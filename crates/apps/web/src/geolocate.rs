//! One-shot, best-effort read of the user's position at startup.

use wasm_bindgen::JsCast;
use wasm_bindgen::prelude::*;

/// Ask for the current position once. On success `on_fix(lat, lng)` runs; on
/// unavailability, denial or error nothing happens beyond a console note.
/// There is no retry and no user-facing error.
pub fn request_once(on_fix: Box<dyn FnOnce(f64, f64)>) {
    let Some(window) = web_sys::window() else {
        return;
    };
    let Ok(geolocation) = window.navigator().geolocation() else {
        web_sys::console::log_1(&JsValue::from_str(
            "geolocation unavailable, keeping default center",
        ));
        return;
    };

    let success = Closure::once_into_js(move |position: JsValue| {
        if let Some((lat, lng)) = position_lat_lng(&position) {
            on_fix(lat, lng);
        }
    });
    let error = Closure::once_into_js(move |_err: JsValue| {
        web_sys::console::log_1(&JsValue::from_str(
            "geolocation denied or failed, keeping default center",
        ));
    });

    let _ = geolocation.get_current_position_with_error_callback(
        success.unchecked_ref(),
        Some(error.unchecked_ref()),
    );
}

fn position_lat_lng(position: &JsValue) -> Option<(f64, f64)> {
    let coords = js_sys::Reflect::get(position, &JsValue::from_str("coords")).ok()?;
    let lat = js_sys::Reflect::get(&coords, &JsValue::from_str("latitude"))
        .ok()?
        .as_f64()?;
    let lng = js_sys::Reflect::get(&coords, &JsValue::from_str("longitude"))
        .ok()?
        .as_f64()?;
    Some((lat, lng))
}
//! Map surface backed by the external SDK via `loader::sdk`.

use wasm_bindgen::JsCast;
use wasm_bindgen::prelude::*;

use loader::sdk;
use places::SavedPlace;

use crate::center::MapCenter;
use crate::info::info_window_html;
use crate::view::{INITIAL_ZOOM, MapSurface};

/// Live marker plus the info window and click closure keeping it interactive.
pub struct GoogleMarker {
    marker: sdk::SdkMarker,
    _info: sdk::SdkInfoWindow,
    _click: Closure<dyn FnMut()>,
}

/// The one live SDK map. Construction binds a click listener that reports
/// `(lat, lng)` outward and decides nothing itself.
pub struct GoogleMapSurface {
    map: sdk::SdkMap,
    _click: Closure<dyn FnMut(JsValue)>,
}

impl GoogleMapSurface {
    /// Build the map into the container element. Only valid once the SDK
    /// loader is `Ready`.
    pub fn attach(
        container_id: &str,
        center: MapCenter,
        mut on_click: Box<dyn FnMut(f64, f64)>,
    ) -> Result<Self, JsValue> {
        let document = web_sys::window()
            .ok_or_else(|| JsValue::from_str("no window"))?
            .document()
            .ok_or_else(|| JsValue::from_str("no document"))?;
        let container = document
            .get_element_by_id(container_id)
            .ok_or_else(|| JsValue::from_str("map container element missing"))?;

        let options = js_sys::Object::new();
        set_prop(&options, "center", &sdk::lat_lng_literal(center.lat, center.lng));
        set_prop(&options, "zoom", &JsValue::from_f64(INITIAL_ZOOM));
        set_prop(&options, "mapTypeControl", &JsValue::TRUE);
        set_prop(&options, "streetViewControl", &JsValue::TRUE);
        set_prop(&options, "fullscreenControl", &JsValue::TRUE);

        let map = sdk::SdkMap::new(&container, &options);

        let click = Closure::wrap(Box::new(move |event: JsValue| {
            let lat_lng = js_sys::Reflect::get(&event, &JsValue::from_str("latLng"))
                .unwrap_or(JsValue::UNDEFINED);
            if let Some((lat, lng)) = sdk::lat_lng_of(&lat_lng) {
                on_click(lat, lng);
            }
        }) as Box<dyn FnMut(JsValue)>);
        map.add_listener("click", click.as_ref().unchecked_ref());

        Ok(Self { map, _click: click })
    }

    /// The underlying SDK map object, for handing to the embedding page.
    pub fn raw_handle(&self) -> JsValue {
        self.map.as_ref().clone()
    }
}

impl Drop for GoogleMapSurface {
    fn drop(&mut self) {
        sdk::clear_instance_listeners(self.map.as_ref());
    }
}

impl MapSurface for GoogleMapSurface {
    type Marker = GoogleMarker;

    fn create_marker(&mut self, place: &SavedPlace) -> GoogleMarker {
        let options = js_sys::Object::new();
        set_prop(
            &options,
            "position",
            &sdk::lat_lng_literal(place.lat, place.lng),
        );
        set_prop(&options, "map", self.map.as_ref());
        set_prop(&options, "title", &JsValue::from_str(&place.name));
        let marker = sdk::SdkMarker::new(&options);

        let info_options = js_sys::Object::new();
        set_prop(
            &info_options,
            "content",
            &JsValue::from_str(&info_window_html(place)),
        );
        let info = sdk::SdkInfoWindow::new(&info_options);

        let click = {
            let map = self.map.clone();
            let marker = marker.clone();
            let info = info.clone();
            Closure::wrap(Box::new(move || {
                info.open(&map, &marker);
            }) as Box<dyn FnMut()>)
        };
        marker.add_listener("click", click.as_ref().unchecked_ref());

        GoogleMarker {
            marker,
            _info: info,
            _click: click,
        }
    }

    fn destroy_marker(&mut self, marker: GoogleMarker) {
        marker.marker.set_map(&JsValue::NULL);
        sdk::clear_instance_listeners(marker.marker.as_ref());
    }

    fn pan_to(&mut self, lat: f64, lng: f64) {
        self.map.pan_to(&sdk::lat_lng_literal(lat, lng));
    }

    fn set_zoom(&mut self, level: f64) {
        self.map.set_zoom(level);
    }

    fn set_center(&mut self, lat: f64, lng: f64) {
        self.map.set_center(&sdk::lat_lng_literal(lat, lng));
    }
}

fn set_prop(target: &js_sys::Object, key: &str, value: &JsValue) {
    let _ = js_sys::Reflect::set(target, &JsValue::from_str(key), value);
}
pub mod machine;

#[cfg(target_arch = "wasm32")]
pub mod script;
#[cfg(target_arch = "wasm32")]
pub mod sdk;

pub use machine::*;
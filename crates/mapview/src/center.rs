/// Current camera center, owned by the orchestrating layer.
#[derive(Debug, Copy, Clone, PartialEq)]
pub struct MapCenter {
    pub lat: f64,
    pub lng: f64,
}

/// Fallback center used until (and unless) geolocation resolves: Nairobi.
pub const DEFAULT_CENTER: MapCenter = MapCenter {
    lat: -1.286389,
    lng: 36.817223,
};

impl MapCenter {
    pub fn new(lat: f64, lng: f64) -> Self {
        Self { lat, lng }
    }

    /// Apply a best-effort geolocation fix. `None` (unavailable, denied,
    /// errored) leaves the current center untouched; returns whether the
    /// center changed.
    pub fn apply_fix(&mut self, fix: Option<(f64, f64)>) -> bool {
        match fix {
            Some((lat, lng)) => {
                *self = Self { lat, lng };
                true
            }
            None => false,
        }
    }
}

impl Default for MapCenter {
    fn default() -> Self {
        DEFAULT_CENTER
    }
}

#[cfg(test)]
mod tests {
    use super::*;

    #[test]
    fn failed_fix_keeps_default_center() {
        let mut center = MapCenter::default();
        assert!(!center.apply_fix(None));
        assert_eq!(center, DEFAULT_CENTER);
    }

    #[test]
    fn successful_fix_overwrites_center() {
        let mut center = MapCenter::default();
        assert!(center.apply_fix(Some((51.5074, -0.1278))));
        assert_eq!(center, MapCenter::new(51.5074, -0.1278));
    }
}
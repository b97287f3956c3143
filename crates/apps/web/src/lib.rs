pub mod search;

#[cfg(target_arch = "wasm32")]
mod geolocate;

#[cfg(target_arch = "wasm32")]
mod app;
#[cfg(target_arch = "wasm32")]
pub use app::*;
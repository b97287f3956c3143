//! Bindings over the mapping SDK's global namespace.
//!
//! The SDK is an opaque external collaborator loaded at runtime by
//! [`crate::script::SdkLoader`]; nothing here may be called before the loader
//! reports `Ready`. All namespace lookups happen at call time, never at
//! module init.

use wasm_bindgen::JsCast;
use wasm_bindgen::prelude::*;

#[wasm_bindgen(js_namespace = ["google", "maps"])]
extern "C" {
    #[wasm_bindgen(js_name = Map)]
    pub type SdkMap;

    #[wasm_bindgen(constructor, js_class = "Map")]
    pub fn new(container: &web_sys::Element, options: &JsValue) -> SdkMap;

    #[wasm_bindgen(method, js_name = addListener)]
    pub fn add_listener(this: &SdkMap, event_name: &str, handler: &js_sys::Function);

    #[wasm_bindgen(method, js_name = panTo)]
    pub fn pan_to(this: &SdkMap, center: &JsValue);

    #[wasm_bindgen(method, js_name = setZoom)]
    pub fn set_zoom(this: &SdkMap, level: f64);

    #[wasm_bindgen(method, js_name = setCenter)]
    pub fn set_center(this: &SdkMap, center: &JsValue);
}

#[wasm_bindgen(js_namespace = ["google", "maps"])]
extern "C" {
    #[wasm_bindgen(js_name = Marker)]
    pub type SdkMarker;

    #[wasm_bindgen(constructor, js_class = "Marker")]
    pub fn new(options: &JsValue) -> SdkMarker;

    #[wasm_bindgen(method, js_name = addListener)]
    pub fn add_listener(this: &SdkMarker, event_name: &str, handler: &js_sys::Function);

    /// Passing `null` detaches the marker from its map surface.
    #[wasm_bindgen(method, js_name = setMap)]
    pub fn set_map(this: &SdkMarker, map: &JsValue);
}

#[wasm_bindgen(js_namespace = ["google", "maps"])]
extern "C" {
    #[wasm_bindgen(js_name = InfoWindow)]
    pub type SdkInfoWindow;

    #[wasm_bindgen(constructor, js_class = "InfoWindow")]
    pub fn new(options: &JsValue) -> SdkInfoWindow;

    #[wasm_bindgen(method)]
    pub fn open(this: &SdkInfoWindow, map: &SdkMap, anchor: &SdkMarker);
}

#[wasm_bindgen(js_namespace = ["google", "maps", "places"])]
extern "C" {
    #[wasm_bindgen(js_name = Autocomplete)]
    pub type SdkAutocomplete;

    #[wasm_bindgen(constructor, js_class = "Autocomplete")]
    pub fn new(input: &web_sys::HtmlInputElement, options: &JsValue) -> SdkAutocomplete;

    #[wasm_bindgen(method, js_name = addListener)]
    pub fn add_listener(this: &SdkAutocomplete, event_name: &str, handler: &js_sys::Function);

    #[wasm_bindgen(method, js_name = getPlace)]
    pub fn get_place(this: &SdkAutocomplete) -> JsValue;
}

#[wasm_bindgen(js_namespace = ["google", "maps", "event"])]
extern "C" {
    #[wasm_bindgen(js_name = clearInstanceListeners)]
    pub fn clear_instance_listeners(target: &JsValue);
}

/// Post-load check: the load event alone is not trusted; the root namespace
/// must actually be populated (it is absent when e.g. billing rejected the
/// key after the script was served).
pub fn namespace_ready() -> bool {
    let Some(win) = web_sys::window() else {
        return false;
    };
    let google = js_sys::Reflect::get(win.as_ref(), &JsValue::from_str("google"))
        .unwrap_or(JsValue::UNDEFINED);
    if google.is_undefined() || google.is_null() {
        return false;
    }
    let maps =
        js_sys::Reflect::get(&google, &JsValue::from_str("maps")).unwrap_or(JsValue::UNDEFINED);
    !maps.is_undefined() && !maps.is_null()
}

/// `{ lat, lng }` object literal, the shape every SDK camera/marker call takes.
pub fn lat_lng_literal(lat: f64, lng: f64) -> JsValue {
    let obj = js_sys::Object::new();
    let _ = js_sys::Reflect::set(&obj, &JsValue::from_str("lat"), &JsValue::from_f64(lat));
    let _ = js_sys::Reflect::set(&obj, &JsValue::from_str("lng"), &JsValue::from_f64(lng));
    obj.into()
}

/// Read `lat()`/`lng()` off an SDK LatLng instance.
pub fn lat_lng_of(value: &JsValue) -> Option<(f64, f64)> {
    Some((
        call_number_method(value, "lat")?,
        call_number_method(value, "lng")?,
    ))
}

fn call_number_method(target: &JsValue, name: &str) -> Option<f64> {
    let method = js_sys::Reflect::get(target, &JsValue::from_str(name)).ok()?;
    let method: js_sys::Function = method.dyn_into().ok()?;
    method.call0(target).ok()?.as_f64()
}
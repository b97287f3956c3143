//! Free-text place search bound to the SDK's autocomplete capability.

/// What an autocomplete selection yields. Geometry is optional: partial or
/// ambiguous matches come back without coordinates.
#[derive(Debug, Default, Clone, PartialEq)]
pub struct SelectionCandidate {
    pub location: Option<(f64, f64)>,
    pub name: Option<String>,
    pub formatted_address: Option<String>,
}

#[derive(Debug, Clone, PartialEq)]
pub struct ResolvedPlace {
    pub lat: f64,
    pub lng: f64,
    /// Display text written back into the search input.
    pub label: String,
}

/// Resolve a selection to a coordinate, or `None` when the candidate lacks
/// geometry. Candidates without geometry are silently ignored rather than
/// forwarded as an invalid value; the display text is left unchanged.
pub fn resolve_selection(candidate: SelectionCandidate) -> Option<ResolvedPlace> {
    let (lat, lng) = candidate.location?;
    let label = candidate
        .name
        .or(candidate.formatted_address)
        .unwrap_or_default();
    Some(ResolvedPlace { lat, lng, label })
}

#[cfg(target_arch = "wasm32")]
mod bridge {
    use wasm_bindgen::JsCast;
    use wasm_bindgen::prelude::*;

    use loader::sdk;

    use super::{SelectionCandidate, resolve_selection};

    /// Autocomplete bound to a single text input. Attach only once the SDK
    /// loader is `Ready`; the presentation layer keeps the input disabled
    /// until then.
    pub struct SearchBridge {
        autocomplete: sdk::SdkAutocomplete,
        _changed: Closure<dyn FnMut()>,
    }

    impl SearchBridge {
        pub fn attach(
            input_id: &str,
            mut on_select: Box<dyn FnMut(f64, f64)>,
        ) -> Result<Self, JsValue> {
            let document = web_sys::window()
                .ok_or_else(|| JsValue::from_str("no window"))?
                .document()
                .ok_or_else(|| JsValue::from_str("no document"))?;
            let input: web_sys::HtmlInputElement = document
                .get_element_by_id(input_id)
                .ok_or_else(|| JsValue::from_str("search input element missing"))?
                .dyn_into()
                .map_err(|_| JsValue::from_str("search element is not an input"))?;

            let options = js_sys::Object::new();
            let types = js_sys::Array::new();
            types.push(&JsValue::from_str("establishment"));
            types.push(&JsValue::from_str("geocode"));
            let _ = js_sys::Reflect::set(&options, &JsValue::from_str("types"), &types);
            let fields = js_sys::Array::new();
            for field in ["place_id", "geometry", "name", "formatted_address"] {
                fields.push(&JsValue::from_str(field));
            }
            let _ = js_sys::Reflect::set(&options, &JsValue::from_str("fields"), &fields);

            let autocomplete = sdk::SdkAutocomplete::new(&input, &options);

            let changed = {
                let autocomplete = autocomplete.clone();
                Closure::wrap(Box::new(move || {
                    let candidate = candidate_from_js(&autocomplete.get_place());
                    if let Some(resolved) = resolve_selection(candidate) {
                        input.set_value(&resolved.label);
                        on_select(resolved.lat, resolved.lng);
                    }
                }) as Box<dyn FnMut()>)
            };
            autocomplete.add_listener("place_changed", changed.as_ref().unchecked_ref());

            Ok(Self {
                autocomplete,
                _changed: changed,
            })
        }
    }

    impl Drop for SearchBridge {
        fn drop(&mut self) {
            sdk::clear_instance_listeners(self.autocomplete.as_ref());
        }
    }

    fn candidate_from_js(place: &JsValue) -> SelectionCandidate {
        let location = get(place, "geometry")
            .and_then(|geometry| get(&geometry, "location"))
            .and_then(|location| sdk::lat_lng_of(&location));
        SelectionCandidate {
            location,
            name: get(place, "name").and_then(|v| v.as_string()),
            formatted_address: get(place, "formatted_address").and_then(|v| v.as_string()),
        }
    }

    fn get(target: &JsValue, key: &str) -> Option<JsValue> {
        let value = js_sys::Reflect::get(target, &JsValue::from_str(key)).ok()?;
        if value.is_undefined() || value.is_null() {
            None
        } else {
            Some(value)
        }
    }
}

#[cfg(target_arch = "wasm32")]
pub use bridge::SearchBridge;

#[cfg(test)]
mod tests {
    use super::*;
    use pretty_assertions::assert_eq;

    #[test]
    fn candidate_without_geometry_emits_nothing() {
        let candidate = SelectionCandidate {
            location: None,
            name: Some("Somewhere".to_string()),
            formatted_address: Some("1 Some St".to_string()),
        };
        assert_eq!(resolve_selection(candidate), None);
    }

    #[test]
    fn name_is_preferred_over_formatted_address() {
        let resolved = resolve_selection(SelectionCandidate {
            location: Some((1.5, 2.5)),
            name: Some("Cafe Nero".to_string()),
            formatted_address: Some("1 Some St".to_string()),
        })
        .unwrap();
        assert_eq!(resolved.lat, 1.5);
        assert_eq!(resolved.lng, 2.5);
        assert_eq!(resolved.label, "Cafe Nero");
    }

    #[test]
    fn formatted_address_is_the_fallback_label() {
        let resolved = resolve_selection(SelectionCandidate {
            location: Some((0.0, 0.0)),
            name: None,
            formatted_address: Some("1 Some St".to_string()),
        })
        .unwrap();
        assert_eq!(resolved.label, "1 Some St");
    }

    #[test]
    fn missing_labels_resolve_to_empty_text() {
        let resolved = resolve_selection(SelectionCandidate {
            location: Some((0.0, 0.0)),
            ..Default::default()
        })
        .unwrap();
        assert_eq!(resolved.label, "");
    }
}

○ ○ ○ ○ ○ ○ ○

◆ **Prompt**:
Note how many lines in the material hold the word "denied", and give that number by itself.

◆ **Exercise result**:
2